Exploring art resources on the web as data: A hands-on workshop for data analysis and instruction

August 14th, 2023

by Karl Blumenthal, Web Archivist, Internet Archive

Art librarians, web archivists, students, and educators gathered at the National Gallery of Art in Washington, D.C., last month to explore the data from online art resources computationally at scale. Attendees left the workshop with an understanding of web archive research use cases and how to support them. They learned the processes of creating web archive collections and analyzing them hands-on as data, preparing them to consult with faculty and researchers on the questions that make use of computational methods.

IMLS and CARTA logos

Like the previous workshop held at the Art Librarians Society of North America (ARLIS/NA) conference in Mexico City, this event was supported by a generous grant from the Institute of Museum and Library Services (IMLS). The IMLS grant, A National Network of Art Libraries Building Web Archives, supports the Collaborative ART Archive (CARTA), which collected and shared the workshop’s sample web archive collection data.

Photographs of a tour group at the National Gallery of Art Library (left) and workshop attendees at work in the classroom (right)

Left: Executive Librarian Roger Lawson leads workshop attendees on a tour of the National Gallery of Art Library. Right: Karl Blumenthal, Web Archivist for the Internet Archive, tours attendees through the WARC file format.

Workshop participants learned about the curatorial and technical decisions that make a web archive collection, then constructed their own in response to researcher questions and institutional needs, using the Internet Archive’s Archive-It service to run their first web crawls. Collection topics included auction houses, alternative art spaces, regional art scenes, and art history e-journals. 

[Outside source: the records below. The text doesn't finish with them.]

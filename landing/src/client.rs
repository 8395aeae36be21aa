// Browser transport for the signup form
// Developed by The Deep Mirror Team (c)2026

use std::pin::pin;

use deep_mirror_signup::{
    SignupClient, SignupConfig, SignupRequest, SignupResponse, TransportError,
};
use futures::future::{self, Either};
use gloo_net::http::Request;
use gloo_timers::future::sleep;
use tracing::debug;

/// Posts signups with `fetch`.
///
/// The body decides the outcome: an error status with a well-formed
/// `{success, error}` body is still an application answer.
#[derive(Debug, Clone)]
pub struct FetchSignupClient {
    config: SignupConfig,
}

impl FetchSignupClient {
    pub fn new(config: SignupConfig) -> Self {
        Self { config }
    }

    async fn post(&self, request: &SignupRequest) -> Result<SignupResponse, TransportError> {
        // `json` also sets `Content-Type: application/json`
        let response = Request::post(&self.config.endpoint)
            .json(request)
            .map_err(request_failed)?
            .send()
            .await
            .map_err(request_failed)?;

        if !response.ok() {
            debug!(status = response.status(), "signup endpoint returned error status");
        }
        let body = response.text().await.map_err(request_failed)?;
        SignupResponse::from_json(&body)
    }
}

impl SignupClient for FetchSignupClient {
    async fn signup(&self, request: &SignupRequest) -> Result<SignupResponse, TransportError> {
        let Some(limit) = self.config.timeout else {
            return self.post(request).await;
        };
        // losing the race drops our handle; the browser may still finish the request
        match future::select(pin!(self.post(request)), pin!(sleep(limit))).await {
            Either::Left((response, _)) => response,
            Either::Right(((), _)) => Err(TransportError::TimedOut(limit)),
        }
    }
}

fn request_failed(err: gloo_net::Error) -> TransportError {
    TransportError::Request(err.to_string())
}
// schema.org JSON-LD tags for search engines
// Developed by The Deep Mirror Team (c)2026

use crate::content::{FAQS, SITE_NAME, SITE_URL};
use leptos::prelude::*;
use serde::Serialize;

const SCHEMA_CONTEXT: &str = "https://schema.org";

#[derive(Debug, Serialize)]
struct Document {
    #[serde(rename = "@context")]
    context: &'static str,
    #[serde(flatten)]
    entity: Entity,
}

#[derive(Debug, Serialize)]
#[serde(tag = "@type")]
enum Entity {
    Organization {
        name: &'static str,
        url: &'static str,
    },
    WebSite {
        name: &'static str,
        url: &'static str,
    },
    #[serde(rename = "FAQPage")]
    FaqPage {
        #[serde(rename = "mainEntity")]
        main_entity: Vec<Question>,
    },
}

#[derive(Debug, Serialize)]
#[serde(tag = "@type")]
struct Question {
    name: &'static str,
    #[serde(rename = "acceptedAnswer")]
    accepted_answer: Answer,
}

#[derive(Debug, Serialize)]
#[serde(tag = "@type")]
struct Answer {
    text: &'static str,
}

fn documents() -> [Document; 3] {
    let faq = FAQS
        .iter()
        .map(|faq| Question {
            name: faq.question,
            accepted_answer: Answer { text: faq.answer },
        })
        .collect();

    [
        Entity::Organization {
            name: SITE_NAME,
            url: SITE_URL,
        },
        Entity::WebSite {
            name: SITE_NAME,
            url: SITE_URL,
        },
        Entity::FaqPage { main_entity: faq },
    ]
    .map(|entity| Document {
        context: SCHEMA_CONTEXT,
        entity,
    })
}

/// Serialize every document, ready to drop inside a `<script>` element.
fn render_documents() -> Result<Vec<String>, serde_json::Error> {
    documents()
        .iter()
        .map(|doc| serde_json::to_string(doc).map(|json| escape_script(&json)))
        .collect()
}

/// Keep the payload from closing its own `<script>` tag.
fn escape_script(json: &str) -> String {
    json.replace("</", "<\\/")
}

#[component]
pub fn StructuredData() -> impl IntoView {
    let payloads = render_documents().unwrap_or_else(|err| {
        tracing::error!(error = %err, "failed to serialize structured data");
        Vec::new()
    });

    payloads
        .into_iter()
        .map(|json| view! { <script type="application/ld+json" inner_html=json></script> })
        .collect_view()
}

Drawing on inspiration from tours of NGA’s library and modern art collections, participants then transformed their collections into datasets for computational research using the Archives Research Compute Hub (ARCH), the dataset engine developed in collaboration with the Archives Unleashed Project and support from the Andrew W. Mellon Foundation.

Screenshot of the Voyant web platform for text analysis

Screenshot of a web page text dataset from the Art Galleries web archive collection interpreted by the natural language processing (NLP) tools hosted on the Voyant platform.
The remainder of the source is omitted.